Michelle Goldberg in The Nation (Reuters/Kacper Pempel):
Unlike some of Chait’s critics, I think there is such a thing as renascent political correctness. (He quotes my own writing on the subject in the piece.) Most writers I know, including quite lefty ones, talk about it a lot in private. But as many others have pointed out, his examples don’t quite work, because he conflates several different things. First, there’s the genuine suppression of speech, as with Omar Mahmood, the University of Michigan student who was fired from his school newspaper, and whose apartment was vandalized, for running afoul of lefty sensitivities. Then there are the annoying rhetorical tropes of online discourse, which can make good-faith argument impossible. (Accusing every man who disagrees with you of “mansplaining” is one of these, even though mansplaining is a real phenomenon.) Finally, there is energetic debate. Telling these last two apart is pretty subjective. I think the response to Giraldi was the third. He probably thinks it was the second.
At one point, Chait describes a torrent of online derision directed at his friend Hanna Rosin under the hashtag #RIPpatriarchy.
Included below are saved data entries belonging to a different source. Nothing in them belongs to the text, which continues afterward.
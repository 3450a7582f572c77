//! Connection bootstrap utilities for SQLite.
//!
//! # Responsibility
//! - Open file or in-memory SQLite connections for the document store.
//! - Configure connection pragmas and trigger schema migrations before a
//!   connection is handed out.
//!
//! # Invariants
//! - Returned connections have `foreign_keys=ON` and a busy timeout.
//! - Returned connections have migrations fully applied.

use super::migrations::apply_migrations;
use super::DbResult;
use log::{error, info};
use rusqlite::Connection;
use std::path::Path;
use std::time::{Duration, Instant};

const BUSY_TIMEOUT: Duration = Duration::from_secs(5);

/// Opens a SQLite database file and applies all pending migrations.
///
/// # Side effects
/// - Emits `db_open` logging events with duration and status.
pub fn open_db(path: impl AsRef<Path>) -> DbResult<Connection> {
    open_with("file", || Connection::open(path))
}

/// Opens an in-memory SQLite database and applies all pending migrations.
///
/// Each call yields an independent database.
pub fn open_db_in_memory() -> DbResult<Connection> {
    open_with("memory", Connection::open_in_memory)
}

fn open_with(
    mode: &'static str,
    open: impl FnOnce() -> rusqlite::Result<Connection>,
) -> DbResult<Connection> {
    let started_at = Instant::now();
    info!("event=db_open module=db status=start mode={mode}");

    let mut conn = open().map_err(|err| {
        error!(
            "event=db_open module=db status=error mode={} duration_ms={} error_code=db_open_failed error={}",
            mode,
            started_at.elapsed().as_millis(),
            err
        );
        err
    })?;

    match bootstrap_connection(&mut conn) {
        Ok(()) => {
            info!(
                "event=db_open module=db status=ok mode={} duration_ms={}",
                mode,
                started_at.elapsed().as_millis()
            );
            Ok(conn)
        }
        Err(err) => {
            error!(
                "event=db_open module=db status=error mode={} duration_ms={} error_code=db_bootstrap_failed error={}",
                mode,
                started_at.elapsed().as_millis(),
                err
            );
            Err(err)
        }
    }
}

fn bootstrap_connection(conn: &mut Connection) -> DbResult<()> {
    conn.execute_batch("PRAGMA foreign_keys = ON;")?;
    conn.busy_timeout(BUSY_TIMEOUT)?;
    apply_migrations(conn)?;
    Ok(())
}
//! Document synchronization.
//!
//! # Responsibility
//! - Define the persistence/realtime collaborator contract.
//! - Debounce outbound snapshot pushes and apply inbound snapshots.
//!
//! # Invariants
//! - Consistency is last-writer-wins at whole-snapshot granularity.
//! - No field-level merge is attempted.

pub mod gateway;
pub mod memory_store;
pub mod store;
//! Persisted/transmitted mind-map document.
//!
//! # Responsibility
//! - Define the JSON shape exchanged with the persistence collaborator.
//! - Convert between that shape and `TreeSnapshot`.
//! - Reject malformed inbound payloads without touching local state.
//!
//! # Invariants
//! - `nodes` and `edges` arrays are required on input.
//! - Selection is local UI state and never serialized.
//! - `actionItems` is carried through untouched; the core never edits it.

use crate::model::node::{Edge, Node, NodeId, NodeKind, Position};
use crate::model::snapshot::{ForestViolation, TreeSnapshot};
use serde::{Deserialize, Serialize};
use serde_json::Value;
use std::error::Error;
use std::fmt::{Display, Formatter};

/// Errors for inbound documents.
#[derive(Debug)]
pub enum DocumentError {
    /// Payload is not a JSON object.
    NotAnObject,
    /// Required array field is absent or not an array.
    MissingArray(&'static str),
    /// Payload has the right top-level shape but invalid entries.
    Malformed(serde_json::Error),
    /// Payload decodes but violates the forest invariant.
    Forest(ForestViolation),
}

impl Display for DocumentError {
    fn fmt(&self, f: &mut Formatter<'_>) -> std::fmt::Result {
        match self {
            Self::NotAnObject => write!(f, "mind-map document must be a JSON object"),
            Self::MissingArray(field) => {
                write!(f, "mind-map document is missing `{field}` array")
            }
            Self::Malformed(err) => write!(f, "malformed mind-map document: {err}"),
            Self::Forest(err) => write!(f, "invalid mind-map topology: {err}"),
        }
    }
}

impl Error for DocumentError {
    fn source(&self) -> Option<&(dyn Error + 'static)> {
        match self {
            Self::Malformed(err) => Some(err),
            Self::Forest(err) => Some(err),
            _ => None,
        }
    }
}

impl From<serde_json::Error> for DocumentError {
    fn from(value: serde_json::Error) -> Self {
        Self::Malformed(value)
    }
}

impl From<ForestViolation> for DocumentError {
    fn from(value: ForestViolation) -> Self {
        Self::Forest(value)
    }
}

/// Wire payload of one node.
#[derive(Debug, Clone, PartialEq, Serialize, Deserialize)]
pub struct DocumentNode {
    pub id: NodeId,
    #[serde(default)]
    pub position: Position,
    pub data: NodeData,
    /// Serialized as `type` to match the external schema.
    #[serde(rename = "type", default)]
    pub kind: NodeKind,
}

/// Typed node payload. Unknown keys from other writers are ignored.
#[derive(Debug, Clone, PartialEq, Eq, Serialize, Deserialize)]
pub struct NodeData {
    pub label: String,
    /// Absent means expanded.
    #[serde(default, skip_serializing_if = "Option::is_none")]
    pub expanded: Option<bool>,
}

/// Full mind-map document as stored by the persistence collaborator.
#[derive(Debug, Clone, PartialEq, Serialize, Deserialize)]
#[serde(rename_all = "camelCase")]
pub struct MindMapDocument {
    pub nodes: Vec<DocumentNode>,
    pub edges: Vec<Edge>,
    #[serde(default, skip_serializing_if = "Option::is_none")]
    pub action_items: Option<Vec<String>>,
}

impl MindMapDocument {
    /// Builds the wire document for a snapshot.
    pub fn from_snapshot(snapshot: &TreeSnapshot, action_items: Option<Vec<String>>) -> Self {
        let nodes = snapshot
            .nodes
            .iter()
            .map(|node| DocumentNode {
                id: node.id.clone(),
                position: node.position,
                data: NodeData {
                    label: node.label.clone(),
                    expanded: Some(node.expanded),
                },
                kind: node.kind.clone(),
            })
            .collect();
        Self {
            nodes,
            edges: snapshot.edges.clone(),
            action_items,
        }
    }

    /// Parses an inbound JSON value.
    ///
    /// # Errors
    /// - `NotAnObject` / `MissingArray` when the top-level shape is wrong.
    /// - `Malformed` when entries cannot be decoded.
    pub fn from_value(value: &Value) -> Result<Self, DocumentError> {
        let object = value.as_object().ok_or(DocumentError::NotAnObject)?;
        for field in ["nodes", "edges"] {
            if !object.get(field).is_some_and(Value::is_array) {
                return Err(DocumentError::MissingArray(field));
            }
        }
        Ok(Self::deserialize(value)?)
    }

    pub fn from_json_str(raw: &str) -> Result<Self, DocumentError> {
        let value: Value = serde_json::from_str(raw)?;
        Self::from_value(&value)
    }

    pub fn to_value(&self) -> Result<Value, serde_json::Error> {
        serde_json::to_value(self)
    }

    /// Converts into a validated snapshot with nothing selected.
    ///
    /// # Errors
    /// - `Forest` when the topology has cycles, dangling edges, or
    ///   duplicate ids.
    pub fn into_snapshot(self) -> Result<(TreeSnapshot, Option<Vec<String>>), DocumentError> {
        let nodes = self
            .nodes
            .into_iter()
            .map(|node| Node {
                id: node.id,
                label: node.data.label,
                kind: node.kind,
                position: node.position,
                expanded: node.data.expanded.unwrap_or(true),
                selected: false,
            })
            .collect();
        let snapshot = TreeSnapshot::new(nodes, self.edges);
        snapshot.validate()?;
        Ok((snapshot, self.action_items))
    }
}
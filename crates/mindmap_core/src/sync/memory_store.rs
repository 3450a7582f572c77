//! Process-local document store.
//!
//! Shared by an editor and a viewer client living in one process, and by
//! tests standing in for the realtime backend.

use crate::sync::store::{
    normalize_document_id, DocumentStore, ListenerRegistry, SnapshotListener, StoreError,
    StoreResult, Subscription,
};
use log::info;
use serde_json::Value;
use std::collections::HashMap;
use std::sync::{Arc, Mutex, PoisonError};

#[derive(Debug, Clone)]
struct StoredDocument {
    body: Value,
    frozen: bool,
}

/// In-memory `DocumentStore` with synchronous change fan-out.
pub struct InMemoryDocumentStore {
    documents: Mutex<HashMap<String, StoredDocument>>,
    listeners: Arc<ListenerRegistry>,
}

impl Default for InMemoryDocumentStore {
    fn default() -> Self {
        Self::new()
    }
}

impl InMemoryDocumentStore {
    pub fn new() -> Self {
        Self {
            documents: Mutex::new(HashMap::new()),
            listeners: ListenerRegistry::new(),
        }
    }

    pub fn listener_count(&self, document_id: &str) -> usize {
        self.listeners.listener_count(document_id.trim())
    }
}

impl DocumentStore for InMemoryDocumentStore {
    fn save(&self, document_id: &str, body: &Value) -> StoreResult<()> {
        let document_id = normalize_document_id(document_id)?;
        {
            let mut documents = self
                .documents
                .lock()
                .unwrap_or_else(PoisonError::into_inner);
            let frozen = documents
                .get(document_id)
                .is_some_and(|stored| stored.frozen);
            if frozen {
                return Err(StoreError::DocumentFrozen(document_id.to_string()));
            }
            documents.insert(
                document_id.to_string(),
                StoredDocument {
                    body: body.clone(),
                    frozen: false,
                },
            );
        }
        self.listeners.notify(document_id, body);
        Ok(())
    }

    fn load(&self, document_id: &str) -> StoreResult<Option<Value>> {
        let document_id = normalize_document_id(document_id)?;
        Ok(self
            .documents
            .lock()
            .unwrap_or_else(PoisonError::into_inner)
            .get(document_id)
            .filter(|stored| !stored.body.is_null())
            .map(|stored| stored.body.clone()))
    }

    fn subscribe(
        &self,
        document_id: &str,
        listener: SnapshotListener,
    ) -> StoreResult<Subscription> {
        let document_id = normalize_document_id(document_id)?;
        Ok(self.listeners.add(document_id, listener))
    }

    fn freeze(&self, document_id: &str) -> StoreResult<()> {
        let document_id = normalize_document_id(document_id)?;
        self.documents
            .lock()
            .unwrap_or_else(PoisonError::into_inner)
            .entry(document_id.to_string())
            .or_insert_with(|| StoredDocument {
                body: Value::Null,
                frozen: true,
            })
            .frozen = true;
        info!(
            "event=document_freeze module=sync status=ok document_id={}",
            document_id
        );
        Ok(())
    }

    fn is_frozen(&self, document_id: &str) -> StoreResult<bool> {
        let document_id = normalize_document_id(document_id)?;
        Ok(self
            .documents
            .lock()
            .unwrap_or_else(PoisonError::into_inner)
            .get(document_id)
            .is_some_and(|stored| stored.frozen))
    }
}

#[cfg(test)]
mod tests {
    use super::InMemoryDocumentStore;
    use crate::sync::store::{DocumentStore, StoreError};
    use serde_json::{json, Value};
    use std::sync::{Arc, Mutex};

    #[test]
    fn save_load_and_notify() {
        let store = InMemoryDocumentStore::new();
        let seen = Arc::new(Mutex::new(Vec::new()));
        let sink = Arc::clone(&seen);
        let _subscription = store
            .subscribe(
                "s1",
                Arc::new(move |body: &Value| sink.lock().expect("sink lock").push(body.clone())),
            )
            .expect("subscribe should succeed");

        assert!(store.load("s1").expect("load should succeed").is_none());
        store
            .save("s1", &json!({ "nodes": [], "edges": [] }))
            .expect("save should succeed");

        assert_eq!(
            store.load("s1").expect("load should succeed"),
            Some(json!({ "nodes": [], "edges": [] }))
        );
        assert_eq!(seen.lock().expect("sink lock").len(), 1);
    }

    #[test]
    fn frozen_documents_reject_saves() {
        let store = InMemoryDocumentStore::new();
        store.save("s1", &json!({ "nodes": [], "edges": [] })).expect("first save");
        store.freeze("s1").expect("freeze should succeed");
        assert!(store.is_frozen("s1").expect("frozen flag"));

        let err = store
            .save("s1", &json!({ "nodes": [], "edges": [] }))
            .expect_err("frozen document must reject saves");
        assert!(matches!(err, StoreError::DocumentFrozen(id) if id == "s1"));
    }
}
In Chait’s version, the hashtag is a reaction to her book, The End of Men, which, he writes, “argued that a confluence of social and economic changes left women in a better position going forward than men, who were struggling to adapt to a new postindustrial order.” In fact, the hashtag was spurred by a related Slate piecewith the trollish headline, “The Patriarchy is Dead: Feminists, accept it.” The patriarchy not being dead, feminists did not accept it. That’s not stifling political correctness. It’s responding to speech with more speech.
Yet that’s not the end of the story. Sure, Rosin was wrong, and Giraldi wrong-headed. But the sheer volume of the rebukes, the loud public ostracism, probably felt hugely disproportionate. When you’re on the wrong end of one of these things, it can seem like your identity has been hijacked, rendering you a caricature of yourself. “Her response since then has been to avoid committing a provocation, especially on Twitter,” Chait writes of Rosin. He quotes her saying, “The price is too high; you feel like there might be banishment waiting for you.” Part of what Chait is describing as political correctness is the way social media has dramatically raised the psychic cost of voicing unpopular opinions, whether they have merit or not.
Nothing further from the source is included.